Spearman's correlation coefficient for the correlation between Txnrd1 gene expression and recurrence interval in various datasets is shown in (A). Kaplan-Meier survival curve for recurrence-free survival generated by pooling the data for all the datasets after quantile normalization along with Log-Rank (Mantel-Cox) test p-value is shown in (B). The cumulative mean survival for Txnrd1^High (n = 903) and Txnrd1^Low (n = 807) cohorts is shown below the survival curve. The hazard ratio for RFS obtained by multivariate analysis for datasets included in this study was examined collectively by performing meta-analysis. A forest plot showing the pooled hazard ratio, 95% CI, weight assignment and heterogeneity is shown in (C). Meta-analysis of relative risk for recurrence for individual datasets is shown in (D). Associated statistical significance parameters and values for (C & D) are shown in Table 5. CI, confidence interval; CE, common effects model; RE, random effects model.

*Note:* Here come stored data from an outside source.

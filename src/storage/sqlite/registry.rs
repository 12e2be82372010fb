// File: src/storage/sqlite/registry.rs

use super::convert::{self, INSTITUTION_COLUMNS, STUDENT_COLUMNS};
use super::store::SqliteStore;
use crate::error::StorageError;
use crate::model::{Enrollment, Institution, Student};
use crate::traits::{Registry, RegistryWriter};
use rusqlite::{params, OptionalExtension};
use uuid::Uuid;

impl Registry for SqliteStore {
    fn get_institution(&self, id: &Uuid) -> Result<Option<Institution>, StorageError> {
        let conn = self.get_conn()?;
        let sql = format!("SELECT {} FROM institutions WHERE id = ?1", INSTITUTION_COLUMNS);
        let row = conn
            .query_row(&sql, params![id.to_string()], convert::row_to_institution)
            .optional()?;
        Ok(row)
    }

    fn get_student(&self, id: &Uuid) -> Result<Option<Student>, StorageError> {
        let conn = self.get_conn()?;
        let sql = format!("SELECT {} FROM students WHERE id = ?1", STUDENT_COLUMNS);
        let row = conn
            .query_row(&sql, params![id.to_string()], convert::row_to_student)
            .optional()?;
        Ok(row)
    }

    fn get_enrollment(
        &self,
        student_id: &Uuid,
        institution_id: &Uuid,
    ) -> Result<Option<Enrollment>, StorageError> {
        let conn = self.get_conn()?;
        let row = conn
            .query_row(
                "SELECT student_id, institution_id, student_institution_id FROM enrollments
                 WHERE student_id = ?1 AND institution_id = ?2",
                params![student_id.to_string(), institution_id.to_string()],
                convert::row_to_enrollment,
            )
            .optional()?;
        Ok(row)
    }

    fn count_institutions(&self) -> Result<u64, StorageError> {
        let conn = self.get_conn()?;
        let count: i64 = conn.query_row("SELECT COUNT(*) FROM institutions", [], |row| row.get(0))?;
        Ok(count as u64)
    }

    fn count_students(&self) -> Result<u64, StorageError> {
        let conn = self.get_conn()?;
        let count: i64 = conn.query_row("SELECT COUNT(*) FROM students", [], |row| row.get(0))?;
        Ok(count as u64)
    }
}

impl RegistryWriter for SqliteStore {
    fn upsert_institution(&self, institution: &Institution) -> Result<(), StorageError> {
        let conn = self.get_conn()?;
        let now = chrono::Utc::now().timestamp_nanos_opt().unwrap_or(0);
        conn.execute(
            "INSERT INTO institutions (id, name, institution_type, board, can_issue_certificates,
                authority_name, authority_title, created_at)
             VALUES (?1, ?2, ?3, ?4, ?5, ?6, ?7, ?8)
             ON CONFLICT(id) DO UPDATE SET
                name = excluded.name,
                institution_type = excluded.institution_type,
                board = excluded.board,
                can_issue_certificates = excluded.can_issue_certificates,
                authority_name = excluded.authority_name,
                authority_title = excluded.authority_title",
            params![
                institution.id.to_string(),
                institution.name,
                institution.institution_type,
                institution.board,
                institution.can_issue_certificates,
                institution.authority_name,
                institution.authority_title,
                now,
            ],
        )
        .map_err(convert::map_write_err)?;
        Ok(())
    }

    fn upsert_student(&self, student: &Student) -> Result<(), StorageError> {
        let conn = self.get_conn()?;
        let now = chrono::Utc::now().timestamp_nanos_opt().unwrap_or(0);
        conn.execute(
            "INSERT INTO students (id, first_name, last_name, email, date_of_birth, created_at)
             VALUES (?1, ?2, ?3, ?4, ?5, ?6)
             ON CONFLICT(id) DO UPDATE SET
                first_name = excluded.first_name,
                last_name = excluded.last_name,
                email = excluded.email,
                date_of_birth = excluded.date_of_birth",
            params![
                student.id.to_string(),
                student.first_name,
                student.last_name,
                student.email,
                student.date_of_birth.map(|d| d.to_string()),
                now,
            ],
        )
        .map_err(convert::map_write_err)?;
        Ok(())
    }

    fn upsert_enrollment(&self, enrollment: &Enrollment) -> Result<(), StorageError> {
        let conn = self.get_conn()?;
        let now = chrono::Utc::now().timestamp_nanos_opt().unwrap_or(0);
        conn.execute(
            "INSERT INTO enrollments (student_id, institution_id, student_institution_id, created_at)
             VALUES (?1, ?2, ?3, ?4)
             ON CONFLICT(student_id, institution_id) DO UPDATE SET
                student_institution_id = excluded.student_institution_id",
            params![
                enrollment.student_id.to_string(),
                enrollment.institution_id.to_string(),
                enrollment.student_institution_id,
                now,
            ],
        )
        .map_err(convert::map_write_err)?;
        Ok(())
    }

    fn set_issuing_capability(
        &self,
        institution_id: &Uuid,
        enabled: bool,
    ) -> Result<bool, StorageError> {
        let conn = self.get_conn()?;
        let changed = conn.execute(
            "UPDATE institutions SET can_issue_certificates = ?1 WHERE id = ?2",
            params![enabled, institution_id.to_string()],
        )?;
        Ok(changed == 1)
    }
}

In 9 out of 12 datasets, Txnrd1^High breast cancer patients exhibited significantly shorter recurrence-free survival (p < 0.05) compared to Txnrd1^Low sub-group (S3A-I & Table 3). Combined survival analysis, after pooling data from all 12 datasets, showed that Txnrd1^High patients experience recurrence after 14.593 ± 0.39 years, while Txnrd1^Low breast cancer patients have a longer recurrence-free period of 17.1 ± 0.61 years (Fig. 4B). Multivariate Cox-regression analysis, considering various covariates, revealed HR > 1 at p < 0.05 in 6 out of 10 datasets. Meta-analysis of HR, using random-effects model, resulted in a pooled hazard ratio of 1.47 (95% CI, 1.25; 1.69), z = 13.15 at p < 0.001) (Fig. 4C). Meta-analysis of log-transformed relative risks (lnRR) revealed a pooled log-transformed relative risk of 0.52 (95% CI, 0.23; 0.8), z = 3.53 at p < 0.001 (Fig. 4D). Test of heterogeneity indicated low to moderate heterogeneity in the studies included in the meta-analysis (Supplementary Table 7). These analyses demonstrated a statistically significant hazard associated with Txnrd1 over-expression, indicating an increased risk of early recurrence in breast cancer patients.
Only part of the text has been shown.